The screenplay, by first-time writer Graham Moore, is likely the wittiest of the year. Verbal jousting has always been a high mark of British comedies of manners, and “Imitation Game” features several scenes of startling repartee, not the least of which is an early one-on-one between Turing and his eventual boss Commander Denniston (Charles Dance), who is overseeing the anti-Enigma mission.

“I’m good at puzzles,” Turing says before Denniston promptly screams for his secretary to escort Turing out. Ah, but then Turing mentions Enigma, and his eccentricities are soon looked over as this man may, just may, win the war for the Crown.

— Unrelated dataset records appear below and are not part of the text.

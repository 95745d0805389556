//! The browse page: paginated book grid with search
//!
//! Search term and page number live in the URL (`?q=`, `?page=`) so
//! back/forward navigation and shared links restore the same listing.

use biblio_components::pagination::Pagination;
use biblio_components::search::SearchBar;
use biblio_components::table::EmptyState;
use biblio_shared::pager::Pager;
use biblio_shared::Book;
use leptos::prelude::*;
use leptos_router::hooks::query_signal;

use crate::api::books;

#[component]
pub fn BrowsePage() -> impl IntoView {
    let (query, set_query) = query_signal::<String>("q");
    let (page, set_page) = query_signal::<u32>("page");

    let listing = LocalResource::new(move || {
        let q = query.get();
        let p = page.get().unwrap_or(1);
        books::load_page(q, p)
    });

    let on_search = Callback::new(move |term: String| {
        // a fresh search always starts over on page one
        set_page.set(None);
        set_query.set(Some(term).filter(|t| !t.is_empty()));
    });

    let on_page = Callback::new(move |p: u32| {
        set_page.set(Some(p));
    });

    let pager = Signal::derive(move || {
        let data = listing.get().unwrap_or_default();
        Pager::new(data.current_page, data.total_pages)
    });

    view! {
        <div class="mx-auto max-w-5xl px-6 py-8">
            <div class="mb-6 flex items-center justify-between gap-4">
                <SearchBar
                    value=Signal::derive(move || query.get().unwrap_or_default())
                    on_search=on_search
                    placeholder="Search by title or author..."
                />
                <span id="books-count" class="text-sm text-gray-500">
                    {move || format!("{} Books", listing.get().unwrap_or_default().total_items)}
                </span>
            </div>

            <Transition fallback=|| view! { <p>"Loading books..."</p> }>
                {move || {
                    listing
                        .get()
                        .map(|data| {
                            view! {
                                <Show
                                    when={
                                        let count = data.books.len();
                                        move || count > 0
                                    }
                                    fallback=|| {
                                        view! { <EmptyState message="No books found" /> }
                                    }
                                >
                                    <div
                                        id="all-books"
                                        class="grid grid-cols-2 gap-6 sm:grid-cols-3 lg:grid-cols-4"
                                    >
                                        {data
                                            .books
                                            .clone()
                                            .into_iter()
                                            .map(|book| view! { <BookCard book=book /> })
                                            .collect_view()}
                                    </div>
                                </Show>
                            }
                        })
                }}
            </Transition>

            <Pagination pager=pager on_page=on_page />
        </div>
    }
}

#[component]
fn BookCard(book: Book) -> impl IntoView {
    view! {
        <a href=format!("/books/{}", book.id)>
            <div class="book-container rounded-lg border border-gray-200 bg-white p-3 hover:shadow-md">
                <img
                    class="book-img mb-2 aspect-[2/3] w-full rounded object-cover"
                    src=book.cover_url()
                    alt=book.title.clone()
                />
                <h3 class="book-title truncate text-sm font-semibold">{book.title.clone()}</h3>
                <p class="book-author truncate text-xs text-gray-500">{book.author.clone()}</p>
            </div>
        </a>
    }
}
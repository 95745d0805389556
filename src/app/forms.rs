//! Form plumbing shared by every page that submits multipart data

use leptos::ev::SubmitEvent;
use web_sys::wasm_bindgen::JsCast;
use web_sys::{FormData, HtmlFormElement};

/// The submitted form element and its multipart payload
pub fn submitted_form(ev: &SubmitEvent) -> (HtmlFormElement, FormData) {
    let form = ev
        .target()
        .expect("submit events fire on a form")
        .dyn_into::<HtmlFormElement>()
        .expect("submit events fire on a form");
    let data = FormData::new_with_form(&form).expect("form data from a live form");
    (form, data)
}

/// The name of the file picked in a file input, for the echo line under it
pub fn picked_file_name(ev: &leptos::ev::Event) -> Option<String> {
    let input = ev.target()?.dyn_into::<web_sys::HtmlInputElement>().ok()?;
    let file = input.files()?.get(0)?;
    Some(file.name())
}
//! Table plumbing shared by the admin pages and the profile tables

use leptos::prelude::*;

use crate::icons::BookIcon;

/// Placeholder row inserted when a table renders with no data
#[component]
pub fn EmptyRow(colspan: u32, #[prop(into)] message: String) -> impl IntoView {
    view! {
        <tr class="empty-row">
            <td colspan=colspan>
                <div class="empty-state flex flex-col items-center gap-2 py-10 text-gray-400">
                    <BookIcon inner_class="h-10 w-10" />
                    <p>{message}</p>
                </div>
            </td>
        </tr>
    }
}

/// Placeholder block for grid-style listings
#[component]
pub fn EmptyState(#[prop(into)] message: String) -> impl IntoView {
    view! {
        <div class="empty-state-wrapper flex flex-col items-center gap-2 py-16 text-gray-400">
            <BookIcon inner_class="h-12 w-12" />
            <p>{message}</p>
        </div>
    }
}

Another verbal gem comes when a member of MI6 appears in the roomful of math whizzes. “But there are only five divisions. There is no MI6.” “That’s the spirit,” responds the spymaster.

Keira Knightley costars as Joan Clarke, a codebreaker brought on to the Enigma project. The chemistry between Miss Knightley and Mr. Cumberbatch gives human sizzle to what at times can be a rather technical story. (Computer programmers are a geeky bunch, and to be there more or less inventing them — under the shadow of the greatest armed conflict in history, no less — required a singularity of purpose that left little time for human connection.)

While Turing shares a complex relationship with Clarke, perhaps the film’s most significant relationship is between Turing and his computer, nicknamed “Christopher” after a childhood friend who vanished from Turing’s life one painful day.

The scarring of that loss will haunt Turing forever forward, and the reverence with which Mr. Cumberbatch utters the machine’s name brings forth in his visage instant connection and recognition of the departed name from his past. Mr. Cumberbatch is masterful in evoking the loneliness at the epicenter of this genius’ mad universe.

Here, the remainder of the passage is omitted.